Scarlatti: Stabat Mater, Campra: Requiem
Monteverdi Choir, English Baroque Soloists, John Eliot Gardiner
While an undergraduate at Cambridge, John Eliot Gardiner launched his career as a conductor with a performance of Vespro della Beata Vergine by Monteverdi, in 1964, which led to the foundation of the Monteverdi Choir. In 1968 he founded the Monteverdi Orchestra. Having changed from modern instruments to period instruments in 1977, the orchestra changed its name to the English Baroque Soloists in 1978. Gardiner is one of the leading conductors of the historically informed movement. These works by Scarlatti, Cavali, Gesualdo and Clément form a posy in honour of the Virgin, a reflection and echo of the abundant wealth of Western polyphony.
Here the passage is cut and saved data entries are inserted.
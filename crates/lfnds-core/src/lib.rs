//! # lfnds-core
//!
//! Core types and traits for the elefunds donation SDK.
//!
//! This crate provides:
//! - `derive_hashed_key` for authenticating API calls
//! - `Donation` / `Receiver` models and their default implementations
//! - `ModelFactory` for swapping in host specific model types
//! - `Transport` and `View` traits for the pluggable collaborators
//! - `ElefundsError` for typed error handling
//!
//! ## Example
//!
//! ```rust,ignore
//! use lfnds_core::{derive_hashed_key, ModelFactory};
//!
//! let hashed_key = derive_hashed_key(1001, "ay3456789gg234561234");
//!
//! let mut models = ModelFactory::new().with_donation_type::<ShopDonation>("ShopDonation");
//! models.set_donation_implementation("ShopDonation")?;
//! let donation = models.create_donation();
//! ```

pub mod credential;
pub mod donation;
pub mod error;
pub mod factory;
pub mod receiver;
pub mod transport;
pub mod view;

// Re-exports for convenience
pub use credential::derive_hashed_key;
pub use donation::{BaseDonation, Donation, DonationRecord, Donator};
pub use error::{codes, ElefundsError, ElefundsResult, ErrorKind};
pub use factory::{ModelFactory, DEFAULT_DONATION_IMPLEMENTATION, DEFAULT_RECEIVER_IMPLEMENTATION};
pub use receiver::{BaseReceiver, Receiver, ReceiverImages, ReceiverRecord};
pub use transport::{BoxedTransport, HttpMethod, Transport};
pub use view::{BoxedView, View};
The pieces recorded here share an undoubted Roman Catholic identity. They are, as it were, witnesses, each in its own way, of the ever-renewed adventure of discovery of choral singing, and they illustrate the idea of a Marian liturgy that is both a source of beauty and emotion and a spiritual guide to the faithful. Campra, born in Aix-en-Provence, wrote: “I have attempted to mingle as much as possible the delicacy of French music with the liveliness of Italian music.” This aim can be seen as the guiding principle governing his entire musical output, whether religious or secular. His Requiem, which was probably written in the last decade of the 17th century, and whose mystical power is undeniable, is no exception. It probably represents one of the most beautiful and successful combinations of French and Italian styles.